With that big hands and big hearts combo in mind, fire officials in Grapevine acted like clowns on Saturday to promote National Fire Prevention Week Oct. 6-12 — an annual nationwide safety campaign — to make sure children and their families can avoid or survive potentially deadly fires.
The department’s clown troupe — the Buckets’ Safety Brigade — performed two shows during an open house at Fire Station No. 1 as part of the department’s safety awareness campaign.
In addition to the shows, the open house was an opportunity to meet firefighters, see fire engines, use a fire hose and see demonstrations and learn about safety and emergency preparedness. Games and free hot dogs added to the fun with a serious message.
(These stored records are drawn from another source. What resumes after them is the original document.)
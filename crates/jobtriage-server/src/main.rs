//! Job Triage Server
//!
//! Classifies jobs described during a live call and recommends how the whole
//! call should be handled: instant quote, video assessment, site visit or
//! specialist referral.

use anyhow::Result;
use clap::Parser;
use metrics_exporter_prometheus::PrometheusHandle;
use std::net::SocketAddr;
use tokio::signal;
use tokio_util::sync::CancellationToken;
use tracing::{info, warn};

use jobtriage_server::{create_router, AppState, Overrides, ServerConfig};

#[derive(Parser, Debug)]
#[command(name = "jobtriage-server")]
#[command(about = "Tiered job-complexity triage server", long_about = None)]
struct Cli {
    /// Configuration file path
    #[arg(short, long, default_value = "config.yaml")]
    config: String,

    /// Listen address
    #[arg(short = 'l', long)]
    listen: Option<String>,

    /// Listen port
    #[arg(short = 'P', long)]
    port: Option<u16>,

    /// Disable Tier 2 escalation regardless of configuration
    #[arg(long)]
    no_tier2: bool,

    /// Base URL of the OpenAI-compatible Tier 2 endpoint
    #[arg(long, env = "JOBTRIAGE_TIER2_URL")]
    tier2_url: Option<String>,

    /// Enable verbose logging
    #[arg(short, long)]
    verbose: bool,

    /// Emit logs as JSON lines
    #[arg(long)]
    log_json: bool,
}

impl Cli {
    fn overrides(&self) -> Overrides {
        Overrides {
            listen: self.listen.clone(),
            port: self.port,
            no_tier2: self.no_tier2,
            tier2_url: self.tier2_url.clone(),
        }
    }
}

#[tokio::main]
async fn main() -> Result<()> {
    let cli = Cli::parse();

    init_tracing(cli.verbose, cli.log_json);

    info!("Starting job triage server");

    let config = ServerConfig::load(&cli.config, &cli.overrides())?;
    info!(
        threshold = config.classifier.escalation_threshold,
        tier2 = config.classifier.tier2.enabled,
        audit = config.audit.enabled,
        "Configuration loaded"
    );

    let metrics_handle = init_metrics()?;

    let shutdown_token = CancellationToken::new();
    let state = AppState::from_config(&config)?
        .with_prometheus(metrics_handle)
        .with_shutdown(shutdown_token.clone());
    info!(
        signals = state.classifier.lexical().signal_count(),
        tier2_active = state.classifier.tier2_active(),
        "Classifier ready"
    );

    let addr: SocketAddr = config.bind_address().parse()?;
    let app = create_router(state);

    let listener = tokio::net::TcpListener::bind(addr).await?;
    info!("Listening on http://{}", addr);

    // In-flight Tier 2 calls give up as soon as shutdown starts
    let shutdown = async move {
        shutdown_signal().await;
        warn!("Shutdown signal received, stopping server...");
        shutdown_token.cancel();
    };

    axum::serve(listener, app)
        .with_graceful_shutdown(shutdown)
        .await?;

    info!("Server shutdown complete");
    Ok(())
}

/// Listen for shutdown signals (SIGTERM, SIGINT)
async fn shutdown_signal() {
    let ctrl_c = async {
        signal::ctrl_c()
            .await
            .expect("Failed to install Ctrl+C handler");
    };

    #[cfg(unix)]
    let terminate = async {
        signal::unix::signal(signal::unix::SignalKind::terminate())
            .expect("Failed to install SIGTERM handler")
            .recv()
            .await;
    };

    #[cfg(not(unix))]
    let terminate = std::future::pending::<()>();

    tokio::select! {
        _ = ctrl_c => {},
        _ = terminate => {},
    }
}

fn init_tracing(verbose: bool, json: bool) {
    use tracing_subscriber::{layer::SubscriberExt, util::SubscriberInitExt, EnvFilter};

    let filter = if verbose {
        EnvFilter::new("jobtriage=debug")
    } else {
        EnvFilter::try_from_default_env().unwrap_or_else(|_| EnvFilter::new("jobtriage=info"))
    };

    let registry = tracing_subscriber::registry().with(filter);
    if json {
        registry.with(tracing_subscriber::fmt::layer().json()).init();
    } else {
        registry.with(tracing_subscriber::fmt::layer()).init();
    }
}

/// Install the Prometheus recorder and describe the triage metrics
fn init_metrics() -> Result<PrometheusHandle> {
    use metrics_exporter_prometheus::PrometheusBuilder;

    let handle = PrometheusBuilder::new()
        .install_recorder()
        .map_err(|e| anyhow::anyhow!("Failed to install metrics: {}", e))?;

    metrics::describe_counter!(
        "jobtriage_jobs_classified_total",
        "Jobs classified by traffic light and deciding tier"
    );
    metrics::describe_counter!(
        "jobtriage_tier2_outcomes_total",
        "Tier 2 escalation outcomes"
    );
    metrics::describe_histogram!(
        "jobtriage_classification_latency_us",
        metrics::Unit::Microseconds,
        "Per-job classification latency in microseconds"
    );
    metrics::describe_counter!(
        "jobtriage_calls_total",
        "Calls classified by recommended route"
    );

    info!("Metrics exporter initialized");
    Ok(handle)
}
“It’s important to support your local fire department and to get to know about your firefighters,” Deputy Chief/Fire Marshal Randie Frisinger said. “They’re the ones who are going to care for you whenever you have problems, and it’s good to get to know them.”
In conjunction with the nationwide program, the Buckets’ safety education team is performing safety shows at elementary schools across Grapevine in October and November.
Driver-Engineer Morris Leondar, aka Steamer, said the troupe provides elaborate and entertaining venues, which include song and dance, with one goal in mind: “Educate children about the dangers that surround them in everyday life.”
“It has been proven that children retain more information if they are entertained in the process,” Leondar said.
The station opened its their doors to the public for one day to give the general public an opportunity to meet with the fire department and their members, said Deputy Chief/Fire Marshal Randie Frisinger.
“It’s important to support your local fire department and to get to know about your firefighters,” Bass said. “They’re the ones who are going to care for you whenever you have problems, and it’s good to get to know them.”
Among those visiting Saturday was Roman Shevchuk and his 4-year-old daughter Natalia.
Inside an ambulance, she wore a stethoscope and checked her father’s heart rate.
“They’re letting her press lots of things and she got to play with a firehose and watch clowns,” he said. “Firefighters are awesome!”
The troupe consists of Leondar, Driver-Engineer Russell Chambers (Sledge), Firefighter/Paramedic Josh Santiago (Blitz), Firefighter/Paramedic Caleb Melton (Res-Q), Capt. Jamey Shipler (Sound Tech) and Driver-Engineer Sam Daniel (nickname suggestions welcome).
For more than a decade, the Buckets’ Safety Brigade has performed safety shows in front of thousands of children.
The brigade was the brainchild of a firefighter who dreamed up a one-man show that incorporated cardboard and foam props and some quick training at a “clown college” to help get the safety message across to a younger audience at area elementary schools.
Former Grapevine fighter/paramedic Harold Watkins, who became Melissa’s fire chief in 2011, had such a good time that the next year several more Grapevine firefighters joined his brigade with the full support of the fire administration.
Leondar was among them.
“If you can get down on the kids’ level a little bit and teach them through clowning, it gets their attention,” Leondar said.
Much of the material is original, and some is “borrowed” from other fire departments, Leondar said.
The troupe has been performing its Life and Fire Safety 30-minute shows since 1998. Props and skits are used to educate children about “Call 911,” “Smoke Detector Safety,” “Stop, Drop and Roll,” “Stranger Danger” and other safety tips.
“We keep the show to 30 minutes because youngsters have a short attention span,” Leondar said, adding that it is cram-packed with fun attractions such as puppets.
They prefer to concentrate on grades 1-4, because older children have become too sophisticated to benefit from their program.
In addition to schools, the troupe performs its message of “Fighting Fire through Education” at festivals, churches and various social events.
Leondar said they will visit seven area schools in October and November, bringing their message to more than 3,500 students.
“That’s a lot of kids, so it’s fun,” he said.